Ok, I've only invested 5 hours in the file, not like it's days and days, but what other of my files, in which far more hours are invested, might Coreldraw x6 also corrupt? How many drives do I need to add and how many times per minute do I need to save to protect myself against Coreldraw X6 malfunctions?
My #1 reason for upgrading to #6 was to say goodbye to x5's unexpected program crashes with my 64bit win 7 system. Compared to what I'm dealing with now, a little crash would be delightful.
Saved a large cdr file, got an i/o read error before save was completed. (No larger a file than I've saved with Corel x5 many, many times.) Now when I try to open the file I get error message, "i/o read error". 5 hours gone. Only fired up x6 a few days ago, hadn't yet given it instructions for auto saving.
I'm an old woman. I don't have 5-hr time blocks to donate to the Corel corporation. (Before you chalk my experience up to that of a old fool, I've been using Corel since 1992, purchasing nearly every upgrade since v 3.2 and have been using a pc 18 hrs a day since 1985. If I could have back all the time lost from Coreldraw program crashes I could add a year to my life.
For the curious, the big lost file was NOTHING except a bunch of jpg images. No fancy textures, layering or other effects, just plain old jpg images. If x6 can't swallow those, what's the point? My advice: Approach x6 with caution. Back up all your files a couple times, set it to save every 10 seconds and then MAYBE you're safe using the damn thing.

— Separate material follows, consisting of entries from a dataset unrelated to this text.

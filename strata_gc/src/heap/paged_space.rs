//! Old, code and shared spaces: regular pages, a linear allocation area
//! and a segregated free list.
//!
//! ```text
//!  page 0            page 1            page 2
//!  ┌───────────────┐ ┌───────────────┐ ┌───────────────┐
//!  │objects│free│..│ │..objects......│ │objs│ LAB     │
//!  └───────────────┘ └───────────────┘ └────┴─────────┘
//!           │                               top  limit
//!           └── FreeSpace node on the free list
//! ```
//!
//! Mutator requests bump the LAB, then commit a new page if the soft limit
//! allows it. Refilling the LAB from the free list is a separate step, so
//! the allocator can order the fallbacks. Collector requests use every
//! source and may grow up to the hard cap.

use super::free_list::{FreeList, FreeRegion};
use super::space::{AllocationOrigin, LinearAllocationArea, Space, SpaceKind};
use crate::error::AllocationFailure;
use crate::memory::{CHUNK_SIZE, ChunkFlags, MemoryAllocator, PageRef};
use crate::objects::{ReadOnlyRoots, create_filler};
use std::sync::Arc;
use strata_core::{Address, HeapReference, WORD_SIZE};

/// A space made of regular pages.
pub struct PagedSpace {
    identity: SpaceKind,
    memory: Arc<MemoryAllocator>,
    roots: ReadOnlyRoots,
    pages: Vec<PageRef>,
    free_list: FreeList,
    lab: LinearAllocationArea,
    page_flags: ChunkFlags,
}

impl PagedSpace {
    /// Create an empty space. Pages are committed on demand.
    pub fn new(identity: SpaceKind, memory: Arc<MemoryAllocator>, roots: ReadOnlyRoots) -> Self {
        let page_flags = match identity {
            SpaceKind::Code => ChunkFlags::IS_EXECUTABLE,
            SpaceKind::Shared => ChunkFlags::IN_WRITABLE_SHARED_SPACE,
            SpaceKind::Old => ChunkFlags::empty(),
            other => unreachable!("{other:?} is not a paged space"),
        };
        Self {
            identity,
            memory,
            roots,
            pages: Vec::new(),
            free_list: FreeList::new(roots),
            lab: LinearAllocationArea::EMPTY,
            page_flags,
        }
    }

    /// The current linear allocation area.
    #[inline]
    pub fn linear_allocation_area(&self) -> LinearAllocationArea {
        self.lab
    }

    /// The space's free list.
    #[inline]
    pub fn free_list(&self) -> &FreeList {
        &self.free_list
    }

    pub(crate) fn free_list_mut(&mut self) -> &mut FreeList {
        &mut self.free_list
    }

    #[inline]
    pub(crate) fn allocate_from_lab(&mut self, size: usize, alignment: usize) -> Option<Address> {
        let top = self.lab.top();
        let (start, gap) = self.lab.allocate(size, alignment)?;
        if gap != 0 {
            create_filler(top, gap, &self.roots);
        }
        Some(start)
    }

    fn expand(&mut self, origin: AllocationOrigin, size: usize) -> Result<(), AllocationFailure> {
        if !self.memory.can_expand_old_generation(CHUNK_SIZE, origin) {
            return Err(AllocationFailure::LimitReached {
                space: self.identity,
                size,
            });
        }
        let page = self
            .memory
            .allocate_page(self.identity, self.page_flags, CHUNK_SIZE)?;
        self.free_linear_allocation_area();
        page.set_allocated_bytes(page.area_size());
        self.lab = LinearAllocationArea::new(page.area_start(), page.area_end());
        self.pages.push(page);
        tracing::trace!(
            target: "strata_gc::heap",
            space = ?self.identity,
            pages = self.pages.len(),
            ?origin,
            "expanded paged space"
        );
        Ok(())
    }

    /// Refill the LAB from the free list and allocate from it.
    ///
    /// The previous LAB's remainder goes back to the list.
    pub fn allocate_from_free_list(&mut self, size: usize, alignment: usize) -> Option<Address> {
        let needed = size + alignment.saturating_sub(WORD_SIZE);
        let FreeRegion { start, size: found } = self.free_list.allocate(needed)?;
        self.free_linear_allocation_area();
        self.lab = LinearAllocationArea::new(start, start.offset(found));
        self.allocate_from_lab(size, alignment)
    }

    /// Allocation on behalf of the collector: LAB, free list, then a new page
    /// bounded only by the hard cap.
    pub fn allocate_for_gc(&mut self, size: usize, alignment: usize) -> Option<Address> {
        if let Some(address) = self.allocate_from_lab(size, alignment) {
            return Some(address);
        }
        if let Some(address) = self.allocate_from_free_list(size, alignment) {
            return Some(address);
        }
        self.expand(AllocationOrigin::Gc, size).ok()?;
        self.allocate_from_lab(size, alignment)
    }

    /// Give the LAB's unused tail back and make the space iterable.
    pub fn free_linear_allocation_area(&mut self) {
        if !self.lab.is_empty() {
            let top = self.lab.top();
            let remaining = self.lab.remaining();
            self.free_list.add(top, remaining);
        }
        self.lab = LinearAllocationArea::EMPTY;
    }

    /// Remove a page from the space without unmapping it.
    pub(crate) fn detach_page(&mut self, page: PageRef) {
        self.pages.retain(|candidate| *candidate != page);
    }

    /// Remove and unmap an empty page.
    pub(crate) fn release_page(&mut self, page: PageRef) {
        self.free_list.evict_page(&page);
        self.detach_page(page);
        self.memory.free_page(page);
    }
}

impl Space for PagedSpace {
    fn identity(&self) -> SpaceKind {
        self.identity
    }

    fn allocate_raw(&mut self, size: usize, alignment: usize) -> Result<Address, AllocationFailure> {
        if let Some(address) = self.allocate_from_lab(size, alignment) {
            return Ok(address);
        }
        self.expand(AllocationOrigin::Mutator, size)?;
        self.allocate_from_lab(size, alignment)
            .ok_or(AllocationFailure::SpaceExhausted {
                space: self.identity,
                size,
            })
    }

    fn contains(&self, object: HeapReference) -> bool {
        self.pages
            .iter()
            .any(|page| page.contains(object.address()))
    }

    fn size(&self) -> usize {
        let allocated: usize = self.pages.iter().map(|page| page.allocated_bytes()).sum();
        allocated - self.lab.remaining()
    }

    fn pages(&self) -> &[PageRef] {
        &self.pages
    }
}

#[cfg(test)]
mod tests {
    use super::*;
    use crate::heap::ReadOnlySpace;
    use crate::memory::{CODE_ALIGNMENT, PAGE_AREA_SIZE};
    use crate::objects::HeapObject;

    fn space(identity: SpaceKind, limit: usize) -> PagedSpace {
        let memory = Arc::new(MemoryAllocator::new(limit, 0));
        let mut read_only = ReadOnlySpace::new(memory.clone()).unwrap();
        let roots = ReadOnlyRoots::bootstrap(&mut read_only).unwrap();
        PagedSpace::new(identity, memory, roots)
    }

    #[test]
    fn test_bump_then_expand() {
        let mut old = space(SpaceKind::Old, usize::MAX);
        let first = old.allocate_raw(64, WORD_SIZE).unwrap();
        let second = old.allocate_raw(64, WORD_SIZE).unwrap();
        assert_eq!(second, first.offset(64));
        assert_eq!(old.pages().len(), 1);
        assert_eq!(old.size(), 128);

        // Does not fit in the rest of the first page.
        old.allocate_raw(PAGE_AREA_SIZE - 64, WORD_SIZE).unwrap();
        assert_eq!(old.pages().len(), 2);
    }

    #[test]
    fn test_mutator_respects_soft_limit() {
        let mut old = space(SpaceKind::Old, CHUNK_SIZE);
        old.allocate_raw(PAGE_AREA_SIZE, WORD_SIZE).unwrap();
        let failure = old.allocate_raw(64, WORD_SIZE).unwrap_err();
        assert!(matches!(failure, AllocationFailure::LimitReached { .. }));
        // The collector may go past it.
        assert!(old.allocate_for_gc(64, WORD_SIZE).is_some());
    }

    #[test]
    fn test_free_list_refill_returns_old_tail() {
        let mut old = space(SpaceKind::Old, usize::MAX);
        let start = old.allocate_raw(1024, WORD_SIZE).unwrap();
        old.free_list_mut().add(start, 1024);
        assert_eq!(old.free_list().available(), 1024);

        let address = old.allocate_from_free_list(256, WORD_SIZE).unwrap();
        assert_eq!(address, start);
        // The previous LAB's tail went back to the list.
        assert!(old.free_list().available() > PAGE_AREA_SIZE / 2);
        assert_eq!(old.linear_allocation_area().limit(), start.offset(1024));
    }

    #[test]
    fn test_free_linear_allocation_area_keeps_page_iterable() {
        let mut old = space(SpaceKind::Old, usize::MAX);
        let object = old.allocate_raw(48, WORD_SIZE).unwrap();
        old.free_linear_allocation_area();
        assert!(old.linear_allocation_area().is_empty());

        let tail = HeapObject::from_address(object.offset(48));
        assert!(tail.kind().is_filler());
        assert_eq!(object.offset(48 + tail.size()), old.pages()[0].area_end());
    }

    #[test]
    fn test_code_alignment_leaves_filler() {
        let mut code = space(SpaceKind::Code, usize::MAX);
        let first = code.allocate_raw(40, CODE_ALIGNMENT).unwrap();
        let second = code.allocate_raw(40, CODE_ALIGNMENT).unwrap();
        assert!(first.is_aligned(CODE_ALIGNMENT));
        assert!(second.is_aligned(CODE_ALIGNMENT));
        assert_eq!(second, first.offset(64));
        let gap = HeapObject::from_address(first.offset(40));
        assert_eq!(gap.size(), 24);
    }

    #[test]
    fn test_shared_pages_are_flagged() {
        let mut shared = space(SpaceKind::Shared, usize::MAX);
        shared.allocate_raw(32, WORD_SIZE).unwrap();
        assert!(shared.pages()[0].chunk().in_writable_shared_space());
    }
}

Oh yeah, and the clipboard interaction between coreldraw and corel photopaint is still screwed up.
Here's some advice, CorelDRAW is a race horse, feed it power and get rid of complicated configurations. I use it in 64 bit on Windows 7 with an SSD, 24 GIG of RAM and a 1 GIG video card. It is a rocket.
Thanks, milisock, was seeing upgrades in my future; you've given me some ideas as to where I need to be.
wait. you're running 24 GIG of ram?! holy cow
I think windows is the culprit -
windows 7 played nicely enough with corel x5, leastways corel didn't crash any more often than it did under Win xp. I should qualify that, though, to say that corel paint has previously been my bigger crashaholic.
One thing I do love about x6 is that it all looks the same, didn't have to spend a bunch of time fiddling with things, is just like x5. Love it when I can explore new features on MY timetable rather than having them force fed.